Alla scuola di maestri-testimoni. Terra nostra di pace e giustizia
di Luigi Lamma
Bernardino, quello di Siena, il predicatore, Odoardo l’assicuratore- giornalista, Bernardino, quello di Carpi, detto Realino, avvocato. C’è qualcosa che intriga nella sequenza del martirologio romano che riguarda da vicino la Chiesa carpigiana. Il primo celebrato con la solennità dovuta al Patrono della Città e Diocesi, del secondo si è fatto memoria con l’affetto che si deve al “santo della porta accanto”, per il terzo la festa è attesa ai primi di luglio e sarà l’occasione per una riscoperta. In più, nei prossimi giorni, per iniziativa di Azione Cattolica e Comunione e Liberazione, verrà proposta una mostra dedicata a Pier Giorgio Frassati, un santo giovane, “apostolo dei poveri”. Non si tratta certo di riprodurre agiografie edulcorate o semplicemente attualizzate. Ripartire dai testimoni è parte dei fondamentali della pedagogia cristiana, come insegna la ben nota affermazione “l’uomo contemporaneo ascolta più volentieri i testimoni che i maestri, o se ascolta i maestri lo fa perché sono testimoni” (EN 1974), che da Paolo VI in poi è stata più volte ripresa e commentata da tutti i suoi successori.
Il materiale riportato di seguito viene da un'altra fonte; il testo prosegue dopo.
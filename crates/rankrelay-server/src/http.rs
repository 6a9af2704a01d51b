//! Axum-backed proxy server.
//!
//! The listener runs in a background task with graceful shutdown driven by
//! a watch channel. Route handlers never see axum types: dispatch converts
//! at the boundary and routes handler errors into the error pipeline.

use std::net::SocketAddr;
use std::sync::atomic::{AtomicU64, Ordering};
use std::sync::Arc;
use std::time::Duration;

use async_trait::async_trait;
use axum::routing::{on, MethodFilter};
use axum::Router;
use parking_lot::Mutex;
use serde_json::json;
use tokio::net::TcpListener;
use tokio::sync::watch;
use tokio::task::JoinHandle;
use tower_http::trace::TraceLayer;
use tracing::{error, info};

use rankrelay_core::{
    Error, ErrorHandler, Handler, ProxyConfig, Request, Response, Result, RouteTable, StatusMap,
};

use crate::convert;
use crate::server::Server;

/// Timeout for a single upstream round trip.
const UPSTREAM_TIMEOUT: Duration = Duration::from_secs(30);

struct AppRoutes {
    table: RouteTable,
    not_found: Handler,
}

pub struct HttpServer {
    bind_addr: String,
    upstream: String,
    client: reqwest::Client,
    routes: Mutex<Option<AppRoutes>>,
    handle: Mutex<Option<JoinHandle<()>>>,
    local_addr: Mutex<Option<SocketAddr>>,
    ready_tx: watch::Sender<bool>,
    ready_rx: watch::Receiver<bool>,
    shutdown_tx: watch::Sender<bool>,
    shutdown_rx: watch::Receiver<bool>,
    dispatched: Arc<AtomicU64>,
}

impl HttpServer {
    pub fn new(config: &ProxyConfig) -> Result<Self> {
        let client = reqwest::Client::builder()
            .timeout(UPSTREAM_TIMEOUT)
            .build()
            .map_err(|e| Error::Http(e.to_string()))?;
        let (ready_tx, ready_rx) = watch::channel(false);
        let (shutdown_tx, shutdown_rx) = watch::channel(false);
        Ok(Self {
            bind_addr: config.bind_addr(),
            upstream: config.upstream_addr(),
            client,
            routes: Mutex::new(None),
            handle: Mutex::new(None),
            local_addr: Mutex::new(None),
            ready_tx,
            ready_rx,
            shutdown_tx,
            shutdown_rx,
            dispatched: Arc::new(AtomicU64::new(0)),
        })
    }

    async fn send_upstream(&self, req: &Request) -> Result<Response> {
        let url = format!("http://{}{}", self.upstream, req.path);
        let method = reqwest::Method::from_bytes(req.method.as_bytes())
            .map_err(|e| Error::Http(format!("bad method {}: {e}", req.method)))?;
        let mut builder = self.client.request(method, &url);
        for (name, value) in &req.headers {
            if convert::skip_header(name) {
                continue;
            }
            builder = builder.header(name.as_str(), value.as_str());
        }
        if !req.body.is_empty() {
            builder = builder.body(req.body.clone());
        }
        let resp = builder
            .send()
            .await
            .map_err(|e| Error::Upstream(format!("{} unreachable: {e}", self.upstream)))?;
        let protocol = format!("{:?}", resp.version());
        let status = resp.status().as_u16();
        let headers = resp
            .headers()
            .iter()
            .filter_map(|(name, value)| {
                value
                    .to_str()
                    .ok()
                    .map(|v| (name.as_str().to_string(), v.to_string()))
            })
            .collect();
        let body = resp
            .bytes()
            .await
            .map_err(|e| Error::Upstream(format!("failed reading upstream body: {e}")))?
            .to_vec();
        Ok(Response {
            protocol,
            status,
            headers,
            body,
        })
    }
}

#[async_trait]
impl Server for HttpServer {
    fn name(&self) -> &'static str {
        "HttpServer"
    }

    async fn ask(&self, req: &Request) -> Result<Response> {
        self.send_upstream(req).await
    }

    async fn forward(&self, req: &Request) -> Result<Response> {
        self.send_upstream(req).await
    }

    fn create_app(&self, table: RouteTable, not_found: Handler) {
        *self.routes.lock() = Some(AppRoutes { table, not_found });
    }

    async fn start(&self) -> Result<()> {
        let routes = self
            .routes
            .lock()
            .take()
            .ok_or_else(|| Error::Config("create_app must run before start".to_string()))?;
        let router = build_router(routes, self.dispatched.clone())?;
        let listener = TcpListener::bind(&self.bind_addr).await?;
        let local = listener.local_addr()?;
        *self.local_addr.lock() = Some(local);

        let mut shutdown_rx = self.shutdown_rx.clone();
        let shutdown = async move {
            let _ = shutdown_rx.wait_for(|stop| *stop).await;
        };
        let handle = tokio::spawn(async move {
            if let Err(e) = axum::serve(listener, router)
                .with_graceful_shutdown(shutdown)
                .await
            {
                error!("listener terminated: {e}");
            }
        });
        *self.handle.lock() = Some(handle);
        let _ = self.ready_tx.send(true);
        info!("proxy listening on {local}, upstream {}", self.upstream);
        Ok(())
    }

    async fn exit(&self) {
        let _ = self.shutdown_tx.send(true);
    }

    async fn join(&self) {
        // Take the handle out first; the guard must not live across the await.
        let handle = self.handle.lock().take();
        if let Some(handle) = handle {
            let _ = handle.await;
        }
    }

    async fn wait_ready(&self) {
        let mut ready_rx = self.ready_rx.clone();
        let _ = ready_rx.wait_for(|ready| *ready).await;
    }

    fn is_ready(&self) -> bool {
        *self.ready_rx.borrow()
    }

    fn local_addr(&self) -> Option<SocketAddr> {
        *self.local_addr.lock()
    }

    fn chain_state(&self, mut state: StatusMap) -> StatusMap {
        let bind = self
            .local_addr()
            .map(|a| a.to_string())
            .unwrap_or_else(|| self.bind_addr.clone());
        state.insert(
            self.name().to_string(),
            json!({
                "bind": bind,
                "upstream": self.upstream,
                "ready": self.is_ready(),
                "dispatched": self.dispatched.load(Ordering::Relaxed),
            }),
        );
        state
    }
}

fn build_router(routes: AppRoutes, dispatched: Arc<AtomicU64>) -> Result<Router> {
    let AppRoutes { table, not_found } = routes;
    let on_error = table.error.1.clone();
    let mut router = Router::new();
    for (binding, handler) in [table.search, table.train, table.status] {
        let filter = method_filter(&binding.methods)?;
        let e = on_error.clone();
        let d = dispatched.clone();
        router = router.route(
            &binding.path,
            on(filter, move |req: axum::extract::Request| {
                let h = handler.clone();
                let e = e.clone();
                let d = d.clone();
                async move { dispatch(req, h, e, d).await }
            }),
        );
        info!("route registered: {:?} {}", binding.methods, binding.path);
    }
    router = router.fallback(move |req: axum::extract::Request| {
        let h = not_found.clone();
        let e = on_error.clone();
        let d = dispatched.clone();
        async move { dispatch(req, h, e, d).await }
    });
    Ok(router.layer(TraceLayer::new_for_http()))
}

async fn dispatch(
    req: axum::extract::Request,
    handler: Handler,
    on_error: ErrorHandler,
    dispatched: Arc<AtomicU64>,
) -> axum::response::Response {
    dispatched.fetch_add(1, Ordering::Relaxed);
    let core_req = match convert::into_core_request(req).await {
        Ok(req) => req,
        Err(e) => return caught(&on_error, e).await,
    };
    match handler(core_req).await {
        Ok(resp) => convert::into_axum_response(resp),
        Err(e) => caught(&on_error, e).await,
    }
}

/// Run the error pipeline; if that fails too the client gets a bare 500.
async fn caught(on_error: &ErrorHandler, err: Error) -> axum::response::Response {
    match on_error(err).await {
        Ok(resp) => convert::into_axum_response(resp),
        Err(e) => {
            error!("error pipeline failed: {e}");
            let mut out = axum::response::Response::new(axum::body::Body::from("internal error"));
            *out.status_mut() = axum::http::StatusCode::INTERNAL_SERVER_ERROR;
            out
        }
    }
}

fn method_filter(methods: &[String]) -> Result<MethodFilter> {
    let mut filter: Option<MethodFilter> = None;
    for method in methods {
        let next = match method.as_str() {
            "GET" => MethodFilter::GET,
            "POST" => MethodFilter::POST,
            "PUT" => MethodFilter::PUT,
            "DELETE" => MethodFilter::DELETE,
            "HEAD" => MethodFilter::HEAD,
            "PATCH" => MethodFilter::PATCH,
            "OPTIONS" => MethodFilter::OPTIONS,
            other => return Err(Error::Config(format!("unsupported route method: {other}"))),
        };
        filter = Some(match filter {
            Some(acc) => acc.or(next),
            None => next,
        });
    }
    filter.ok_or_else(|| Error::Config("route binding has no methods".to_string()))
}
//! Proxy configuration and data directory management.

use std::fmt;
use std::path::{Path, PathBuf};
use std::str::FromStr;

use serde::{Deserialize, Serialize};

use crate::error::{Error, Result};

/// Paths under the proxy data directory.
#[derive(Debug, Clone, Serialize, Deserialize)]
pub struct DataPaths {
    /// Root data directory (e.g. `.rankrelay/`).
    pub root: PathBuf,
    /// SQLite feedback store (`<root>/rankrelay.db`).
    pub db_file: PathBuf,
    /// Persisted unigram weights (`<root>/unigram.json`).
    pub model_file: PathBuf,
}

impl DataPaths {
    /// Create data paths from a root directory. Creates the directory if needed.
    pub fn new(root: impl AsRef<Path>) -> std::io::Result<Self> {
        let root = root.as_ref().to_path_buf();
        std::fs::create_dir_all(&root)?;
        Ok(Self {
            db_file: root.join("rankrelay.db"),
            model_file: root.join("unigram.json"),
            root,
        })
    }
}

/// Which ranking model the proxy runs.
#[derive(Debug, Clone, Copy, PartialEq, Eq)]
pub enum ModelKind {
    Unigram,
    Passthrough,
}

impl FromStr for ModelKind {
    type Err = Error;

    fn from_str(s: &str) -> Result<Self> {
        match s.to_ascii_lowercase().as_str() {
            "unigram" => Ok(ModelKind::Unigram),
            "passthrough" => Ok(ModelKind::Passthrough),
            other => Err(Error::Config(format!("unknown model kind: {other}"))),
        }
    }
}

impl fmt::Display for ModelKind {
    fn fmt(&self, f: &mut fmt::Formatter<'_>) -> fmt::Result {
        match self {
            ModelKind::Unigram => write!(f, "unigram"),
            ModelKind::Passthrough => write!(f, "passthrough"),
        }
    }
}

/// Which feedback store the proxy runs.
#[derive(Debug, Clone, Copy, PartialEq, Eq)]
pub enum DbKind {
    Sqlite,
    Memory,
}

impl FromStr for DbKind {
    type Err = Error;

    fn from_str(s: &str) -> Result<Self> {
        match s.to_ascii_lowercase().as_str() {
            "sqlite" => Ok(DbKind::Sqlite),
            "memory" => Ok(DbKind::Memory),
            other => Err(Error::Config(format!("unknown db kind: {other}"))),
        }
    }
}

impl fmt::Display for DbKind {
    fn fmt(&self, f: &mut fmt::Formatter<'_>) -> fmt::Result {
        match self {
            DbKind::Sqlite => write!(f, "sqlite"),
            DbKind::Memory => write!(f, "memory"),
        }
    }
}

/// Top-level proxy configuration.
#[derive(Debug, Clone)]
pub struct ProxyConfig {
    /// Address the proxy listens on.
    pub host: String,
    pub port: u16,
    /// Upstream search API address.
    pub uhost: String,
    pub uport: u16,
    /// Learning rate for trainable models.
    pub lr: f32,
    /// Data directory paths.
    pub data_paths: DataPaths,
    /// Factor applied to the requested result count before asking upstream.
    pub multiplier: usize,
    /// Result field the model ranks by. Unset means every text field.
    pub field: Option<String>,
    pub model: ModelKind,
    pub db: DbKind,
}

impl ProxyConfig {
    pub fn bind_addr(&self) -> String {
        format!("{}:{}", self.host, self.port)
    }

    pub fn upstream_addr(&self) -> String {
        format!("{}:{}", self.uhost, self.uport)
    }

    /// Reject values the pipelines cannot run with.
    pub fn validate(&self) -> Result<()> {
        if self.multiplier == 0 {
            return Err(Error::Config("multiplier must be at least 1".to_string()));
        }
        if !self.lr.is_finite() || self.lr <= 0.0 {
            return Err(Error::Config(format!(
                "learning rate must be positive, got {}",
                self.lr
            )));
        }
        Ok(())
    }
}
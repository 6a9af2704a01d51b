//! Wire-format transcoder trait.

use async_trait::async_trait;

use rankrelay_core::{
    Choices, Cid, Error, PathBinding, Qid, Query, Ranks, Request, Response, Result, StatusMap,
};

/// Transcoder between one search API dialect and the proxy's neutral
/// vocabulary. Everything dialect-specific lives behind this trait: the
/// routes the proxy claims, how requests are amplified, how candidate
/// results come out of responses, and how reranked results, feedback acks,
/// and errors are rendered back to the client.
#[async_trait]
pub trait Codex: Send + Sync {
    /// Component name used in call tracking and status reports.
    fn name(&self) -> &'static str;

    /// Route the search pipeline is reachable at.
    fn search_path(&self) -> PathBinding;

    /// Route the train pipeline is reachable at.
    fn train_path(&self) -> PathBinding;

    /// Route the status pipeline is reachable at.
    fn status_path(&self) -> PathBinding;

    /// Nominal route for the error pipeline.
    fn error_path(&self) -> PathBinding;

    /// Rewrite the client request to ask upstream for more results.
    async fn magnify(&self, req: &Request) -> Result<Request>;

    /// Extract the query and candidate choices from the upstream response
    /// to a magnified request.
    async fn parse(&self, req: &Request, resp: &Response) -> Result<(Query, Choices)>;

    /// Rebuild the client response: reorder hits by rank, trim to the
    /// originally requested count, and attach persistence ids.
    #[allow(clippy::too_many_arguments)]
    async fn pack(
        &self,
        req: &Request,
        resp: &Response,
        query: &Query,
        choices: &Choices,
        ranks: &Ranks,
        qid: Qid,
        cids: &[Cid],
    ) -> Result<Response>;

    /// Pull persistence ids out of a train request.
    async fn pluck(&self, req: &Request) -> Result<(Qid, Vec<Cid>)>;

    /// Acknowledge applied feedback.
    async fn ack(&self, qid: Qid, cids: &[Cid]) -> Result<Response>;

    /// Render an error as a client response.
    async fn catch(&self, err: &Error) -> Result<Response>;

    /// Render the accumulated status map.
    fn pulse(&self, state: StatusMap) -> Response;

    /// Append this component's status fragment.
    fn chain_state(&self, state: StatusMap) -> StatusMap;
}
Come si è cercato di trasmettere in queste ultime settimane attraverso varie occasioni di incontro e di approfondimento, a collegare queste figure ci sono temi urgentissimi, che scaturiscono direttamente dal Vangelo e sono alla base dalla dottrina sociale della chiesa: pace e giustizia. A nessuno sfugge come si tratti delle due facce di una stessa medaglia e la rottura dell’armonia tra esse provoca squilibri che rapidamente degenerano in situazioni di violenza e di contrapposizione nelle città, fino a giustificare guerre civili e conflitti tra le nazioni. Il messaggio di pace e giustizia incarnato e vissuto da quei testimoni, in un caso fino al martirio, si è innestato nei principi delle costituzioni e nelle dichiarazioni universali della società delle nazioni ma nello stesso tempo, come purtroppo la storia e la cronaca insegnano, serve a ben poco se non rappresenta un monito e un faro per l’agire quotidiano. Quindi ad imparare pace e giustizia alla scuola dei santi sono tutti invitati e chiamati alla responsabilità, credenti e non credenti, cristiani e non cristiani, singoli cittadini, chi amministra e chi governa.